Oh no, my callow friend, don't you know? All government departments in Germany were caught in a tragic time freeze and have never progressed past mullets and typewriters that pose as desktop computers.

Tip one: Surrender yourself to the insanity of a completely undigitalised system.

"Okay, so I'll make an appointment."

How does two months from now sound? Surely you won't need access to your bank account before then, right?

"Okay, so I'll just show up. There's Bürgeramt right around the corner"

Fool. One does not simply walk into an amt. One wakes up at 7am on a Friday to starting queuing.

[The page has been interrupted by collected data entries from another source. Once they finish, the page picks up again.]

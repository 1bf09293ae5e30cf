//! dictd format adapter.
//!
//! A dictionary in this format is a pair of files: a `*.index` file
//! listing headwords with the position and length of their article, and
//! a `*.dict.dz` file holding the article data as a dictzip (randomly
//! accessible gzip) member. This crate validates and opens such pairs,
//! discovers them across the configured directories, and serves prefix
//! searches through the `inkdict_core::dictionary::Dictionary` trait.

pub mod data;
pub mod dictionary;
pub mod discover;
pub mod error;
pub mod index;

pub use dictionary::DictdDictionary;
pub use discover::discover;
pub use error::{DictdError, Result};
pub use index::SortMode;
use std::time::Duration;

use tokio::io::AsyncWriteExt;
use tokio::net::UnixStream;
use tokio::time::timeout;
use tokio_util::sync::CancellationToken;

use crate::events::AppEvent;
use crate::io;

#[tokio::test]
async fn query_is_every_byte_until_the_peer_closes() {
    let dir = tempfile::TempDir::new().unwrap();
    let path = dir.path().join("inkdict-test.sock");

    let (tx, rx) = kanal::unbounded_async::<AppEvent>();
    let cancel = CancellationToken::new();
    let listener = io::bind(&path).unwrap();
    let server = tokio::spawn(io::serve(listener, tx, cancel.clone()));

    // The transport has no framing: two writes, one query.
    let mut stream = UnixStream::connect(&path).await.unwrap();
    stream.write_all(b"ca").await.unwrap();
    tokio::time::sleep(Duration::from_millis(20)).await;
    stream.write_all(b"t").await.unwrap();
    stream.shutdown().await.unwrap();
    drop(stream);

    let event = timeout(Duration::from_secs(2), rx.recv())
        .await
        .expect("timed out waiting for the query")
        .expect("channel closed");
    let AppEvent::Query(query) = event;
    assert_eq!(query, "cat");

    cancel.cancel();
    let _ = timeout(Duration::from_secs(2), server).await;
}

#[tokio::test]
async fn each_connection_is_one_query() {
    let dir = tempfile::TempDir::new().unwrap();
    let path = dir.path().join("inkdict-test.sock");

    let (tx, rx) = kanal::unbounded_async::<AppEvent>();
    let cancel = CancellationToken::new();
    let listener = io::bind(&path).unwrap();
    let server = tokio::spawn(io::serve(listener, tx, cancel.clone()));

    io::forward_query(&path, "first").await.unwrap();
    io::forward_query(&path, "second").await.unwrap();

    let mut received = Vec::new();
    for _ in 0..2 {
        let event = timeout(Duration::from_secs(2), rx.recv())
            .await
            .expect("timed out")
            .expect("channel closed");
        let AppEvent::Query(query) = event;
        received.push(query);
    }
    received.sort();
    assert_eq!(received, ["first", "second"]);

    cancel.cancel();
    let _ = timeout(Duration::from_secs(2), server).await;
}

#[tokio::test]
async fn forwarding_without_an_instance_fails() {
    let dir = tempfile::TempDir::new().unwrap();
    let path = dir.path().join("nobody-home.sock");
    assert!(io::forward_query(&path, "cat").await.is_err());
}

#[tokio::test]
async fn binding_replaces_a_stale_socket_file() {
    let dir = tempfile::TempDir::new().unwrap();
    let path = dir.path().join("stale.sock");

    // First instance died without cleanup.
    let first = io::bind(&path).unwrap();
    drop(first);
    assert!(path.exists());

    let listener = io::bind(&path).unwrap();
    drop(listener);
}
use inkdict_core::error::LookupError;
use thiserror::Error;

#[derive(Debug, Error)]
pub enum DictdError {
    #[error("I/O error: {0}")]
    Io(#[from] std::io::Error),

    /// The index file is structurally broken (bad fields, bad numbers,
    /// or entries out of order for every known collation).
    #[error("invalid index: {0}")]
    InvalidIndex(String),

    /// The data file is not a gzip member at all.
    #[error("not compressed dictionary data: {0}")]
    NotGzip(String),

    /// The data file's chunk table is malformed or unsupported.
    #[error("invalid dictzip chunk table: {0}")]
    InvalidChunkTable(String),

    #[error("decompression failed: {0}")]
    Decompression(String),

    /// An index entry points outside the decompressed data.
    #[error("entry out of range: offset {offset} + size {size}")]
    OutOfRange { offset: u64, size: u64 },

    #[error("data file lock poisoned")]
    LockPoisoned,
}

pub type Result<T> = std::result::Result<T, DictdError>;

impl From<DictdError> for LookupError {
    fn from(e: DictdError) -> Self {
        match e {
            DictdError::Io(e) => LookupError::Io(e),
            other => LookupError::Corrupt(other.to_string()),
        }
    }
}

Tip two: Don't make lunch plans. Amt stamps don't come easy

Driven by sheer desperation for a document that's existence would be deemed entirely superfluous in any other country, you stoically wait hours in the cold before you even reach the Bürgeramt bouncer, guardian of Amt, decider of your future.
"Spreken Zie English?"
"Nein"
"Oh... uh...Reg-is-traaa-tion. Ammhelden? Anheltung?"
"Geh rein, links"
"Ah, what?"
"Geh rein!"

You still don't know what she talking about but she's already onto the next person so you stumble confusedly inside. After wondering around this real world incarnation of the Ministry of Order, you eventually find someone sitting behind a counter. This is an Amtfrau. A special type of women found only in Germany, primarily in government buildings. She is middle aged, has white blonde hair sprayed up into some kind of gruesome mullet quiff, and gives exactly zero fucks about you. If you're lucky, she might also be wearing blue eyeliner. She will hand you a number, your token to level two of Amtstamps! Congratulations! After hours of queueing, you're finally in the queue!

Tip three: Learn to love the Warteschlange (hatred will send you psychotic).

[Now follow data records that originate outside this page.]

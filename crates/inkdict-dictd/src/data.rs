//! Article data access.
//!
//! The data file is a gzip member. dictzip writes it with an extra-field
//! subfield (ID `RA`) holding a chunk table: the uncompressed stream is
//! cut into fixed-size chunks, each compressed so that inflation can
//! start at any chunk boundary. Fetching an article then only inflates
//! the chunks covering its `[offset, offset + size)` span. A data file
//! that is plain gzip without the table still works; it is inflated
//! whole into memory at open time.

use std::fs::File;
use std::io::{Read, Seek, SeekFrom};
use std::path::Path;
use std::sync::Mutex;

use flate2::read::GzDecoder;
use flate2::{Decompress, FlushDecompress, Status};

use crate::error::{DictdError, Result};

const GZ_MAGIC: [u8; 2] = [0x1f, 0x8b];
const CM_DEFLATE: u8 = 8;

const FHCRC: u8 = 0x02;
const FEXTRA: u8 = 0x04;
const FNAME: u8 = 0x08;
const FCOMMENT: u8 = 0x10;

/// Random-access view over one dictionary's compressed article data.
pub enum DataFile {
    /// dictzip member; chunks are inflated on demand.
    Dictzip(DzReader),
    /// Plain gzip member, buffered whole.
    Buffered(Vec<u8>),
}

impl DataFile {
    pub fn open(path: &Path) -> Result<Self> {
        let mut file = File::open(path)?;
        match DzHeader::parse(&mut file)? {
            Some(header) => Ok(DataFile::Dictzip(DzReader {
                file: Mutex::new(file),
                header,
            })),
            None => {
                file.seek(SeekFrom::Start(0))?;
                let mut buf = Vec::new();
                GzDecoder::new(file)
                    .read_to_end(&mut buf)
                    .map_err(|e| DictdError::Decompression(e.to_string()))?;
                Ok(DataFile::Buffered(buf))
            }
        }
    }

    /// Cheap check used during validation: does `path` start like gzip?
    pub fn probe(path: &Path) -> bool {
        let mut magic = [0u8; 2];
        File::open(path)
            .and_then(|mut f| f.read_exact(&mut magic))
            .map(|()| magic == GZ_MAGIC)
            .unwrap_or(false)
    }

    /// Decompressed bytes of the span `[offset, offset + size)`.
    pub fn fetch(&self, offset: u64, size: u64) -> Result<Vec<u8>> {
        match self {
            DataFile::Dictzip(dz) => dz.fetch(offset, size),
            DataFile::Buffered(buf) => {
                let start = usize::try_from(offset).ok();
                let end = start.and_then(|s| s.checked_add(size as usize));
                start
                    .zip(end)
                    .and_then(|(s, e)| buf.get(s..e))
                    .map(<[u8]>::to_vec)
                    .ok_or(DictdError::OutOfRange { offset, size })
            }
        }
    }
}

/// The parsed `RA` chunk table plus where the compressed chunks start.
struct DzHeader {
    chunk_len: u64,
    /// Absolute file offset of each chunk's first compressed byte.
    chunk_offsets: Vec<u64>,
    chunk_sizes: Vec<u16>,
}

impl DzHeader {
    /// Parse the gzip header. `Ok(None)` means a well-formed gzip member
    /// without a chunk table; errors mean not usable at all.
    fn parse(file: &mut File) -> Result<Option<Self>> {
        let mut fixed = [0u8; 10];
        file.read_exact(&mut fixed)?;
        if fixed[0..2] != GZ_MAGIC {
            return Err(DictdError::NotGzip("bad magic".to_string()));
        }
        if fixed[2] != CM_DEFLATE {
            return Err(DictdError::NotGzip(format!(
                "unsupported compression method {}",
                fixed[2]
            )));
        }
        let flags = fixed[3];

        if flags & FEXTRA == 0 {
            return Ok(None);
        }

        let mut xlen = [0u8; 2];
        file.read_exact(&mut xlen)?;
        let mut extra = vec![0u8; u16::from_le_bytes(xlen) as usize];
        file.read_exact(&mut extra)?;

        let Some(ra) = find_subfield(&extra, b"RA")? else {
            return Ok(None);
        };
        if ra.len() < 6 {
            return Err(DictdError::InvalidChunkTable(
                "subfield shorter than its fixed part".to_string(),
            ));
        }
        let version = u16::from_le_bytes([ra[0], ra[1]]);
        if version != 1 {
            return Err(DictdError::InvalidChunkTable(format!(
                "unsupported version {version}"
            )));
        }
        let chunk_len = u64::from(u16::from_le_bytes([ra[2], ra[3]]));
        if chunk_len == 0 {
            return Err(DictdError::InvalidChunkTable("zero chunk length".to_string()));
        }
        let chunk_count = u16::from_le_bytes([ra[4], ra[5]]) as usize;
        let table = &ra[6..];
        if table.len() < chunk_count * 2 {
            return Err(DictdError::InvalidChunkTable(format!(
                "table holds {} bytes for {chunk_count} chunks",
                table.len()
            )));
        }
        let chunk_sizes: Vec<u16> = table[..chunk_count * 2]
            .chunks_exact(2)
            .map(|b| u16::from_le_bytes([b[0], b[1]]))
            .collect();

        // Skip the remaining optional header fields to find the data.
        if flags & FNAME != 0 {
            skip_zero_terminated(file)?;
        }
        if flags & FCOMMENT != 0 {
            skip_zero_terminated(file)?;
        }
        if flags & FHCRC != 0 {
            file.seek(SeekFrom::Current(2))?;
        }

        let mut pos = file.stream_position()?;
        let mut chunk_offsets = Vec::with_capacity(chunk_sizes.len());
        for size in &chunk_sizes {
            chunk_offsets.push(pos);
            pos += u64::from(*size);
        }

        Ok(Some(Self {
            chunk_len,
            chunk_offsets,
            chunk_sizes,
        }))
    }
}

fn find_subfield<'a>(extra: &'a [u8], id: &[u8; 2]) -> Result<Option<&'a [u8]>> {
    let mut p = 0;
    while p + 4 <= extra.len() {
        let len = u16::from_le_bytes([extra[p + 2], extra[p + 3]]) as usize;
        let data = extra.get(p + 4..p + 4 + len).ok_or_else(|| {
            DictdError::InvalidChunkTable("subfield overruns the extra field".to_string())
        })?;
        if extra[p..p + 2] == id[..] {
            return Ok(Some(data));
        }
        p += 4 + len;
    }
    Ok(None)
}

fn skip_zero_terminated(file: &mut File) -> Result<()> {
    let mut byte = [0u8; 1];
    loop {
        file.read_exact(&mut byte)?;
        if byte[0] == 0 {
            return Ok(());
        }
    }
}

/// On-demand reader for a dictzip member.
pub struct DzReader {
    file: Mutex<File>,
    header: DzHeader,
}

impl DzReader {
    fn fetch(&self, offset: u64, size: u64) -> Result<Vec<u8>> {
        if size == 0 {
            return Ok(Vec::new());
        }
        let chunk_len = self.header.chunk_len;
        let first = (offset / chunk_len) as usize;
        let last = ((offset + size - 1) / chunk_len) as usize;
        if last >= self.header.chunk_offsets.len() {
            return Err(DictdError::OutOfRange { offset, size });
        }

        let mut inflated =
            Vec::with_capacity((last - first + 1) * chunk_len as usize);
        {
            let mut file = self.file.lock().map_err(|_| DictdError::LockPoisoned)?;
            let mut compressed = Vec::new();
            for i in first..=last {
                compressed.resize(usize::from(self.header.chunk_sizes[i]), 0);
                file.seek(SeekFrom::Start(self.header.chunk_offsets[i]))?;
                file.read_exact(&mut compressed)?;
                inflate_chunk(&compressed, chunk_len as usize, &mut inflated)?;
            }
        }

        let skip = (offset - first as u64 * chunk_len) as usize;
        let end = skip + size as usize;
        if end > inflated.len() {
            return Err(DictdError::OutOfRange { offset, size });
        }
        Ok(inflated[skip..end].to_vec())
    }
}

/// Inflate one chunk (raw deflate, at most `max_out` bytes) onto `out`.
///
/// dictzip chunks are flushed, not terminated, so inflation stops when
/// either the input is consumed or the expected size is reached; a
/// stream-end marker is accepted too.
fn inflate_chunk(input: &[u8], max_out: usize, out: &mut Vec<u8>) -> Result<()> {
    let start = out.len();
    out.resize(start + max_out, 0);

    let mut inflater = Decompress::new(false);
    let mut consumed = 0usize;
    let mut written = 0usize;
    loop {
        let before_in = inflater.total_in();
        let before_out = inflater.total_out();
        let status = inflater
            .decompress(
                &input[consumed..],
                &mut out[start + written..],
                FlushDecompress::None,
            )
            .map_err(|e| DictdError::Decompression(e.to_string()))?;
        consumed += (inflater.total_in() - before_in) as usize;
        written += (inflater.total_out() - before_out) as usize;

        match status {
            Status::StreamEnd => break,
            Status::Ok | Status::BufError => {
                if consumed >= input.len() || written >= max_out {
                    break;
                }
                if inflater.total_in() == before_in && inflater.total_out() == before_out {
                    return Err(DictdError::Decompression(
                        "inflate made no progress".to_string(),
                    ));
                }
            }
        }
    }

    out.truncate(start + written);
    Ok(())
}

In a stale, beige room, you'll wait for another series of hours next to a crying baby and a sweaty grandpa in a kind of purgatory, watching numbers on a single TV screen tick over in a seemingly senseless fashion. 928675. It's you! You jump up and start rampantly looking for the right door as if your number might expire if you don't get there quick enough. You find it, you sit down. Another Amtfrau. She looks practically the same, except her mullet has the addition of some stringy bangs. Lucky you. You sheepishly push your apartment contract and passport over the table trying to avoid the deluge hyperspecialised stationary. Without saying a word, she looks at your documents, picks up the holly stamp and BAM! The whole process is over in 30 seconds, and yet it has taken an entire day. You stumble out of the grey building and onto the street. Your free! Finally free!!!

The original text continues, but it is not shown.